[SUPPLIED INFORMATION — start]
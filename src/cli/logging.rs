// This Source Code Form is subject to the terms of the Mozilla Public
// License, v. 2.0. If a copy of the MPL was not distributed with this
// file, You can obtain one at http://mozilla.org/MPL/2.0/.

//! Logging setup, grounded on the verbosity-count convention used
//! throughout the pack: 0 = info, 1 = debug, 2+ = trace.

/// Configure the global logger. `verbosity` follows the usual `-v`/`-vv`
/// convention.
pub fn setup_logging(verbosity: u8) -> Result<(), fern::InitError> {
    let level = match verbosity {
        0 => log::LevelFilter::Info,
        1 => log::LevelFilter::Debug,
        _ => log::LevelFilter::Trace,
    };

    fern::Dispatch::new()
        .format(|out, message, record| {
            out.finish(format_args!(
                "[{} {} {}] {}",
                chrono::Local::now().format("%Y-%m-%dT%H:%M:%S"),
                record.level(),
                record.target(),
                message
            ))
        })
        .level(level)
        .chain(std::io::stdout())
        .apply()?;
    Ok(())
}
[SUPPLIED INFORMATION — finish]
§ EXERCISE GOAL: When the line containing "Configure the global" is found in the records above, restate it and every later line word for word through the last one, and nothing more.

§ WORKED SOLUTION:
/// Configure the global logger. `verbosity` follows the usual `-v`/`-vv`
/// convention.
pub fn setup_logging(verbosity: u8) -> Result<(), fern::InitError> {
    let level = match verbosity {
        0 => log::LevelFilter::Info,
        1 => log::LevelFilter::Debug,
        _ => log::LevelFilter::Trace,
    };

    fern::Dispatch::new()
        .format(|out, message, record| {
            out.finish(format_args!(
                "[{} {} {}] {}",
                chrono::Local::now().format("%Y-%m-%dT%H:%M:%S"),
                record.level(),
                record.target(),
                message
            ))
        })
        .level(level)
        .chain(std::io::stdout())
        .apply()?;
    Ok(())
}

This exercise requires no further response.